Per Hillman, Jung destabilizzava l’usuale, il prevedibile. Ed è proprio questo paradigma che rende ragione di ciò che scandalizza, dell’eresia stessa. Ed è questo senso della radicalità che la parola stessa esprime, nel senso di tornare alla radice, alla radix, agli archai. “Le radici non si adattano, le radici rifiutano accomodamenti”. Questa radicalità che Hillman attribuisce a Jung è in realtà la base della stessa radicalità di Hillman, della sua stessa radicale destabilizzazione dell’usuale. Dirà bene che “arrivare alle radici della sofferenza, la sofferenza inconscia, la sofferenza dell’inconscio, delle radici è stata ed è la preoccupazione della terapia radicale”. E qui c’è tutto il pensiero di Hillman ma anche quello di Jung, di quello Jung devoto dell’arcaico, del patriarca, del conservatore tradizionale. Radicalità e conservazione si ricompongono.

Hillman concluderà la sua riflessione sull’eretico Jung dicendo :

“L’inconscio è dove è da sempre, ai confini della coscienza, intrecciato alla coscienza, dove non guardiamo o non vogliamo vedere. L’inconscio ci circonda. Siamo immersi nella psiche. Come insistevano gli alchimisti, l’oro delle potenzialità si trova nel brutto spreco di ciò che abbiamo a portata di mano. Lavorare questa materia prima dell’inconscio reale è sempre stato compito dell’artista che non esprimeva soltanto la sua personale sofferenza, ma rifletteva il tormento dell’anima mundi, la sofferenza nelle radici. Per l’artista io intendo artifex, l’artefice, sia esso artista, alchimista o analista. Colui che raccoglie i legni trasportati dalla corrente, i suoi cacofonici, i pezzi di bricolage e restituisce questa inconscietà alle sue radici. L’artifex lavora con l’anima nell’anima mundi”. Credo che James Hillman fosse tutto questo.

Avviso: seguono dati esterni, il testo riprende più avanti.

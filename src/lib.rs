//! # rateconv
//!
//! Streaming sample-rate conversion for audio, built around a cascade of
//! FFT-convolution, polyphase and half-band stages.
//!
//! The conversion ratio is factored into a chain of cheap specialized
//! stages: powers of two are stripped into tabulated half-band decimators,
//! a DFT stage handles fixed integer interpolation or decimation by block
//! convolution, and a variable-ratio polyphase stage absorbs the remaining
//! (possibly irrational) factor on a drift-free clock. Filters are designed
//! at start-up from a quality target (bit-accuracy, bandwidth, phase
//! response) and shared read-only across channels.
//!
//! ## Quick start
//!
//! One-shot conversion of a mono buffer:
//!
//! ```
//! use rateconv::{convert, ConvertParams, QualityPreset};
//!
//! let input: Vec<f64> = (0..44100)
//!     .map(|i| (i as f64 * 440.0 / 44100.0 * std::f64::consts::TAU).sin())
//!     .collect();
//! let params = ConvertParams::new(44100.0, 48000.0)
//!     .unwrap()
//!     .with_preset(QualityPreset::Medium);
//! let output = convert(&input, &params).unwrap();
//! assert_eq!(output.len(), 48000);
//! ```
//!
//! For streaming and multi-channel use, see [`Resampler`]; for per-channel
//! control, [`CascadePlan`] and [`RateConverter`].

#![forbid(unsafe_code)]

pub mod error;
pub mod fft;
pub mod fifo;
pub mod filter;
pub mod params;
pub mod rate;
pub mod stream;

pub use error::RateError;
pub use fft::FftContext;
pub use fifo::SampleFifo;
pub use params::{ConvertParams, QualityPreset, Rolloff};
pub use rate::{CascadePlan, RateConverter};
pub use stream::Resampler;

/// Converts a complete interleaved buffer in one call.
///
/// Equivalent to feeding everything to a [`Resampler`] and flushing; the
/// output length per channel is exactly `round(input_frames / factor)`.
///
/// # Errors
/// Fails on invalid parameters, unrealizable filter designs, misaligned
/// frames, or non-finite samples.
pub fn convert(input: &[f64], params: &ConvertParams) -> Result<Vec<f64>, RateError> {
    let mut resampler = Resampler::new(params)?;
    let mut out = resampler.process(input)?;
    out.extend(resampler.flush());
    Ok(out)
}

/// Interleaves per-channel buffers into frames.
///
/// All channels must be the same length; the result is
/// `channels[0].len()` frames wide.
pub fn interleave(channels: &[Vec<f64>]) -> Vec<f64> {
    let n = channels.len();
    let frames = channels.first().map_or(0, |c| c.len());
    debug_assert!(channels.iter().all(|c| c.len() == frames));
    let mut out = vec![0.0; frames * n];
    for (c, channel) in channels.iter().enumerate() {
        for (f, &s) in channel.iter().enumerate() {
            out[f * n + c] = s;
        }
    }
    out
}

/// Splits interleaved frames into per-channel buffers.
pub fn deinterleave(interleaved: &[f64], num_channels: usize) -> Vec<Vec<f64>> {
    let frames = interleaved.len() / num_channels.max(1);
    (0..num_channels)
        .map(|c| (0..frames).map(|f| interleaved[f * num_channels + c]).collect())
        .collect()
}
//! FIR filter design and frequency-domain filter preparation.

pub mod design;
pub mod dft;
pub mod phase;

pub use design::{design_lpf, Window};
pub use dft::DftFilter;
pub use phase::fir_to_phase;
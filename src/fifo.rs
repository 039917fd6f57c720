//! Addressable sample FIFO used as the inter-stage transport.
//!
//! Unlike a fixed ring buffer, this queue is growable and keeps its valid
//! region `[begin, end)` contiguous, so stages can run their filters over a
//! plain slice. The discarded prefix is reclaimed by a left-compaction once
//! it exceeds a threshold, which bounds amortized copy cost.

/// Compaction threshold: leading garbage beyond this many items is reclaimed
/// before the backing store is grown.
const FIFO_MIN: usize = 0x4000;

/// Growable FIFO of `f64` samples with reserve/write/read/trim operations.
///
/// Owned exclusively by one stage; no internal locking.
#[derive(Debug, Clone)]
pub struct SampleFifo {
    data: Vec<f64>,
    begin: usize,
    end: usize,
}

impl SampleFifo {
    /// Creates an empty FIFO with the default initial allocation.
    pub fn new() -> Self {
        Self {
            data: vec![0.0; FIFO_MIN],
            begin: 0,
            end: 0,
        }
    }

    /// Number of unread samples.
    #[inline]
    pub fn occupancy(&self) -> usize {
        self.end - self.begin
    }

    /// Returns true when no unread samples are stored.
    #[inline]
    pub fn is_empty(&self) -> bool {
        self.begin == self.end
    }

    /// Discards all contents.
    #[inline]
    pub fn clear(&mut self) {
        self.begin = 0;
        self.end = 0;
    }

    /// The unread samples as a contiguous slice.
    #[inline]
    pub fn valid(&self) -> &[f64] {
        &self.data[self.begin..self.end]
    }

    /// Reserves a writable region of `n` samples at the tail and returns it.
    ///
    /// Grows the backing store if needed; compacts first when the discarded
    /// prefix exceeds the threshold. The region is zero-initialized only on
    /// fresh growth, so callers must overwrite all `n` samples.
    pub fn reserve(&mut self, n: usize) -> &mut [f64] {
        if self.begin == self.end {
            self.clear();
        }
        loop {
            if self.end + n <= self.data.len() {
                let start = self.end;
                self.end += n;
                return &mut self.data[start..self.end];
            }
            if self.begin > FIFO_MIN {
                self.data.copy_within(self.begin..self.end, 0);
                self.end -= self.begin;
                self.begin = 0;
                continue;
            }
            self.data.resize(self.data.len() + n, 0.0);
        }
    }

    /// Appends `samples` at the tail.
    pub fn write(&mut self, samples: &[f64]) {
        self.reserve(samples.len()).copy_from_slice(samples);
    }

    /// Appends `n` zero samples at the tail.
    pub fn write_zeros(&mut self, n: usize) {
        self.reserve(n).fill(0.0);
    }

    /// Reads and consumes `n` samples, returning them as a slice.
    ///
    /// Fails without consuming anything if fewer than `n` are available.
    pub fn read(&mut self, n: usize) -> Option<&[f64]> {
        if n > self.occupancy() {
            return None;
        }
        let start = self.begin;
        self.begin += n;
        Some(&self.data[start..start + n])
    }

    /// Reads and consumes up to `out.len()` samples into `out`.
    ///
    /// Returns the number of samples copied.
    pub fn read_into(&mut self, out: &mut [f64]) -> usize {
        let n = out.len().min(self.occupancy());
        out[..n].copy_from_slice(&self.data[self.begin..self.begin + n]);
        self.begin += n;
        n
    }

    /// Consumes `n` samples without copying them. `n` is clamped to the
    /// occupancy.
    pub fn consume(&mut self, n: usize) {
        self.begin += n.min(self.occupancy());
    }

    /// Shrinks the valid region to exactly `n` samples, dropping the tail.
    pub fn trim_to(&mut self, n: usize) {
        self.end = self.begin + n.min(self.occupancy());
    }

    /// Drops the last `n` samples of the valid region.
    pub fn trim_by(&mut self, n: usize) {
        self.end -= n.min(self.occupancy());
    }
}

impl Default for SampleFifo {
    fn default() -> Self {
        Self::new()
    }
}

#[cfg(test)]
mod tests {
    use super::*;

    #[test]
    fn write_then_read() {
        let mut f = SampleFifo::new();
        f.write(&[1.0, 2.0, 3.0]);
        assert_eq!(f.occupancy(), 3);
        assert_eq!(f.read(2).unwrap(), &[1.0, 2.0]);
        assert_eq!(f.occupancy(), 1);
        assert_eq!(f.read(1).unwrap(), &[3.0]);
        assert!(f.is_empty());
    }

    #[test]
    fn short_read_fails_without_consuming() {
        let mut f = SampleFifo::new();
        f.write(&[1.0, 2.0]);
        assert!(f.read(3).is_none());
        assert_eq!(f.occupancy(), 2);
    }

    #[test]
    fn reserve_then_trim_by() {
        let mut f = SampleFifo::new();
        let r = f.reserve(8);
        for (i, s) in r.iter_mut().enumerate() {
            *s = i as f64;
        }
        f.trim_by(3);
        assert_eq!(f.occupancy(), 5);
        assert_eq!(f.valid(), &[0.0, 1.0, 2.0, 3.0, 4.0]);
    }

    #[test]
    fn trim_to_keeps_head() {
        let mut f = SampleFifo::new();
        f.write(&[1.0, 2.0, 3.0, 4.0]);
        f.trim_to(2);
        assert_eq!(f.valid(), &[1.0, 2.0]);
    }

    #[test]
    fn grows_past_initial_allocation() {
        let mut f = SampleFifo::new();
        let big: Vec<f64> = (0..3 * FIFO_MIN).map(|i| i as f64).collect();
        f.write(&big);
        assert_eq!(f.occupancy(), big.len());
        assert_eq!(f.valid()[big.len() - 1], (big.len() - 1) as f64);
    }

    #[test]
    fn compaction_preserves_order() {
        let mut f = SampleFifo::new();
        // Fill, drain past the compaction threshold, then force a reserve
        // that must compact rather than grow.
        let n = 2 * FIFO_MIN;
        let data: Vec<f64> = (0..n).map(|i| i as f64).collect();
        f.write(&data);
        f.consume(FIFO_MIN + 16);
        let before: Vec<f64> = f.valid().to_vec();
        f.reserve(FIFO_MIN);
        f.trim_by(FIFO_MIN);
        assert_eq!(f.valid(), &before[..]);
    }

    #[test]
    fn write_zeros() {
        let mut f = SampleFifo::new();
        f.write(&[5.0]);
        f.write_zeros(3);
        assert_eq!(f.valid(), &[5.0, 0.0, 0.0, 0.0]);
    }
}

James Hillman come Carl Gustav Jung, allievo e maestro l’uno dell’altro, incarnano ciò che il maestro Zen  Gempo Yamamoto ci dice :

“All’età di sessant’anni, si è più efficienti che a cinquanta; a settanta si è più efficienti che a sessanta; a ottanta si è più efficienti che a settanta. Ma la nostra vita reale inizia dopo che noi siamo partiti dal nostro corpo corporeo”.

Un aforisma di Roshi riportato da David Rosen dice:

“If you cannot return home, yourself is not true self”.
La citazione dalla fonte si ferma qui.